La sigla SSD (solid-state-drive) sta ad indicare un unità a stato solido, spasso “impropriamente” chiamata disco a stato solido, è una tipologia di dispositivo di massa che utilizza la memoria a stato solido (memoria flash).
Al suo interno non vi è nessun disco, ne supporto magnetico, ma bensì un elaborato circuito elettronico basato sulla memoria flash.
Non possiede parti meccaniche, ne magnetiche, migliorando di gran lunga la sicurezza dei dati.
Vantaggi:
- Assenza di rumorosità
- Bassa probabilità di rottura
- Consumi ridotti
- Tempi d’accesso dell’ordine dei decimi di millisecondo (un disco “classico” è circa 50 volte più lento (5 millisecondi))

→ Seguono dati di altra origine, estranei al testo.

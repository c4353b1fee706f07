use serenity::{
    all::Timestamp,
    builder::{CreateEmbed, CreateEmbedFooter},
};

use crate::audio::{
    backend::Notice,
    session::SessionSnapshot,
    track::{queue_lines, TrackDescriptor},
};

/// Paleta de colores estandarizada para el bot
pub mod colors {
    use serenity::all::Colour;

    pub const SUCCESS_GREEN: Colour = Colour::from_rgb(67, 181, 129);
    pub const ERROR_RED: Colour = Colour::from_rgb(220, 53, 69);
    pub const WARNING_ORANGE: Colour = Colour::from_rgb(255, 193, 7);
    pub const INFO_BLUE: Colour = Colour::from_rgb(52, 144, 220);
    pub const MUSIC_PURPLE: Colour = Colour::from_rgb(138, 43, 226);
}

/// Footer estandarizado para todos los embeds
const STANDARD_FOOTER: &str = "🎵 Guild Jukebox";

/// Límite de Discord para la descripción de un embed
const EMBED_DESCRIPTION_LIMIT: usize = 4096;

/// Embed correspondiente a cada aviso de una sesión
pub fn notice_embed(notice: &Notice) -> CreateEmbed {
    match notice {
        Notice::NowPlaying { track } => create_now_playing_embed(track),
        Notice::Queued { track, position } => create_track_queued_embed(track, *position),
        Notice::StreamFailed { track, reason } => create_error_embed(
            "No se pudo reproducir",
            &format!(
                "**{}**\n{}\n\n💡 Usa `/skip` para pasar a la siguiente",
                track.title(),
                reason
            ),
        ),
        Notice::PlaybackError { track, reason } => create_error_embed(
            "Error durante la reproducción",
            &format!("**{}** se descartó de la cola\n{}", track.title(), reason),
        ),
        Notice::ConnectionFailed { dropped, reason } => create_error_embed(
            "No se pudo conectar al canal de voz",
            &format!(
                "Se descartaron {} canciones de la cola\n{}\n\n💡 Usa `/play` para intentarlo de nuevo",
                dropped.len(),
                reason
            ),
        ),
    }
}

pub fn create_now_playing_embed(track: &TrackDescriptor) -> CreateEmbed {
    track_embed(track)
        .title("🎵 Reproduciendo Ahora")
        .description(format!("**{}**", track.title()))
        .color(colors::SUCCESS_GREEN)
        .footer(CreateEmbedFooter::new(STANDARD_FOOTER))
}

pub fn create_track_queued_embed(track: &TrackDescriptor, position: usize) -> CreateEmbed {
    track_embed(track)
        .title("✅ Canción Agregada a la Cola")
        .description(format!(
            "**{}** se ha agregado a la cola de reproducción",
            track.title()
        ))
        .color(colors::MUSIC_PURPLE)
        .field("📍 Posición", position.to_string(), true)
        .footer(CreateEmbedFooter::new(
            "🎵 Se reproducirá automáticamente cuando le toque",
        ))
}

fn track_embed(track: &TrackDescriptor) -> CreateEmbed {
    let duration = if track.duration().is_zero() {
        "🔴 En vivo".to_string()
    } else {
        track.formatted_duration()
    };

    let mut embed = CreateEmbed::default()
        .field("⏱️ Duración", duration, true)
        .field("👤 Solicitado por", track.requested_by(), true)
        .url(track.url())
        .timestamp(Timestamp::now());

    if let Some(thumbnail) = track.thumbnail() {
        embed = embed.thumbnail(thumbnail);
    }

    embed
}

/// Listado de cola: las primeras `limit` entradas, la que suena primero.
pub fn create_queue_embed(snapshot: &SessionSnapshot, limit: usize) -> CreateEmbed {
    let tracks = &snapshot.tracks;
    let description = queue_description(&queue_lines(tracks, limit), tracks.len());

    let status = if !snapshot.connected {
        "🔌 Conectando"
    } else if snapshot.paused {
        "⏸️ En pausa"
    } else if snapshot.playing {
        "▶️ Sonando"
    } else {
        "⏳ Esperando"
    };

    CreateEmbed::default()
        .title("📋 Cola de Reproducción")
        .description(description)
        .color(colors::INFO_BLUE)
        .field("Estado", status, true)
        .field(
            "🔊 Volumen",
            format!("{}%", (snapshot.volume * 100.0).round() as u32),
            true,
        )
        .footer(CreateEmbedFooter::new(format!(
            "Total: {} canciones • Guild Jukebox",
            tracks.len()
        )))
        .timestamp(Timestamp::now())
}

/// Une las líneas del listado sin pasarse del límite de Discord; lo que no
/// entra se resume en una última línea con lo que falta.
fn queue_description(lines: &[String], total: usize) -> String {
    // Reserva para la línea de resumen
    const SUMMARY_RESERVE: usize = 32;

    let mut description = String::new();
    let mut shown = 0;
    for line in lines {
        let needed = line.chars().count() + usize::from(shown > 0);
        if description.chars().count() + needed > EMBED_DESCRIPTION_LIMIT - SUMMARY_RESERVE {
            break;
        }
        if shown > 0 {
            description.push('\n');
        }
        description.push_str(line);
        shown += 1;
    }

    if total > shown {
        description.push_str(&format!("\n… y {} más", total - shown));
    }
    description
}

pub fn create_volume_embed(volume: f32) -> CreateEmbed {
    let percent = (volume * 100.0).round() as u32;
    let icon = match percent {
        0 => "🔇",
        1..=50 => "🔉",
        _ => "🔊",
    };

    CreateEmbed::default()
        .title(format!("{} Volumen", icon))
        .description(format!("**{}%**", percent))
        .color(colors::INFO_BLUE)
        .footer(CreateEmbedFooter::new(STANDARD_FOOTER))
}

/// Crea un embed de ayuda general
pub fn create_help_embed() -> CreateEmbed {
    CreateEmbed::default()
        .title("🎵 Guild Jukebox - Comandos")
        .color(colors::INFO_BLUE)
        .description("Una cola de reproducción por servidor, alimentada con yt-dlp")
        .field(
            "🎵 Reproducción",
            "• `/play <canción>` - Reproduce o encola una canción\n\
            • `/pause` - Pausa la reproducción\n\
            • `/resume` - Reanuda la reproducción\n\
            • `/skip` - Salta a la siguiente canción\n\
            • `/stop` - Detiene, limpia la cola y sale del canal",
            false,
        )
        .field(
            "📜 Cola y Audio",
            "• `/queue` - Muestra la cola\n\
            • `/volume [nivel]` - Muestra o ajusta el volumen (0-200)",
            false,
        )
        .footer(CreateEmbedFooter::new(STANDARD_FOOTER))
        .timestamp(Timestamp::now())
}

/// Crea un embed de error
pub fn create_error_embed(title: &str, description: &str) -> CreateEmbed {
    CreateEmbed::default()
        .title(format!("❌ {}", title))
        .description(description)
        .color(colors::ERROR_RED)
        .timestamp(Timestamp::now())
        .footer(CreateEmbedFooter::new(STANDARD_FOOTER))
}

/// Crea un embed de aviso para comandos que no aplican en el estado actual
pub fn create_warning_embed(description: &str) -> CreateEmbed {
    CreateEmbed::default()
        .title("⚠️ Atención")
        .description(description)
        .color(colors::WARNING_ORANGE)
        .footer(CreateEmbedFooter::new(STANDARD_FOOTER))
}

- Maggiore resistenza agli urti
- Bassa produzione di calore
Svantaggi:
- Prezzo (circa 10 volte il costo di un Hard Disk classico)
- Limite di riscrittura, anche se è dell’ordine che va da 10.000 a 1.000.000 di cicli circa.
Ovviamente siamo all’inizio di questa nuova tecnologia, e gia si parla di migliorarne la durata.
Il supporto al comando TRIM è un modo per migliorare le prestazioni, già in uso nei Sistemi Operativi di ultima generazione, questo diventa un parametro importante da considerare al momento dell’acquisto.